When a person seeks to promote their own interests rather than the interest of their employer or company they are serving, this creates a conflict of interest. A conflict of interest may be illegal at the state or federal level and may also violate company policy. When a borrower is a family member, that is a conflict of interest. So is promoting a service or product associated with a bank that the mortgage lender does regular business with. A conflict of interest also occurs when a lender receives money and gifts for certain transactions. Anything the lender does that conflicts with their responsibilities to their employer can be considered a conflict of interest.

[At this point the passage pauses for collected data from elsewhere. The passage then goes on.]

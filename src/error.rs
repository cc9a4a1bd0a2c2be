// Ultralytics 🚀 AGPL-3.0 License - https://ultralytics.com/license

//! Error types for the sentinel library.

use std::fmt;

/// Result type alias for sentinel operations.
pub type Result<T> = std::result::Result<T, SentinelError>;

/// Main error type for the sentinel library.
#[derive(Debug)]
pub enum SentinelError {
    /// Frame batch has mismatched parallel sequences or a wrong keypoint count.
    InvalidBatchShape(String),
    /// Invalid configuration provided.
    ConfigError(String),
    /// GPIO pin setup or write failed.
    GpioError(String),
    /// Pose source could not be read or decoded.
    SourceError(String),
    /// Error processing images.
    ImageError(String),
    /// Visualizer error.
    VisualizerError(String),
    /// Wrapped `std::io::Error`
    Io(std::io::Error),
}

impl fmt::Display for SentinelError {
    fn fmt(&self, f: &mut fmt::Formatter<'_>) -> fmt::Result {
        match self {
            Self::InvalidBatchShape(msg) => write!(f, "Invalid batch shape: {msg}"),
            Self::ConfigError(msg) => write!(f, "Config error: {msg}"),
            Self::GpioError(msg) => write!(f, "GPIO error: {msg}"),
            Self::SourceError(msg) => write!(f, "Source error: {msg}"),
            Self::ImageError(msg) => write!(f, "Image error: {msg}"),
            Self::VisualizerError(msg) => write!(f, "Visualizer error: {msg}"),
            Self::Io(err) => write!(f, "IO error: {err}"),
        }
    }
}

impl std::error::Error for SentinelError {
    fn source(&self) -> Option<&(dyn std::error::Error + 'static)> {
        match self {
            Self::Io(err) => Some(err),
            _ => None,
        }
    }
}

impl From<std::io::Error> for SentinelError {
    fn from(err: std::io::Error) -> Self {
        Self::Io(err)
    }
}

impl From<serde_json::Error> for SentinelError {
    fn from(err: serde_json::Error) -> Self {
        Self::SourceError(err.to_string())
    }
}

impl From<image::ImageError> for SentinelError {
    fn from(err: image::ImageError) -> Self {
        Self::ImageError(err.to_string())
    }
}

To avoid conflicts of interest, employers should have a code of ethics in place. They should also have monitoring systems in place so they know when a lender is engaging in this type of behavior.
Keep Your License With Help From a Tampa Mortgage Lenders Licensing Lawyer
Loans are a risk for mortgage lenders. There is always a risk that the borrower may not make good on their promise to pay back the loan. As such, some lenders engage in unethical behavior so they can make money either way.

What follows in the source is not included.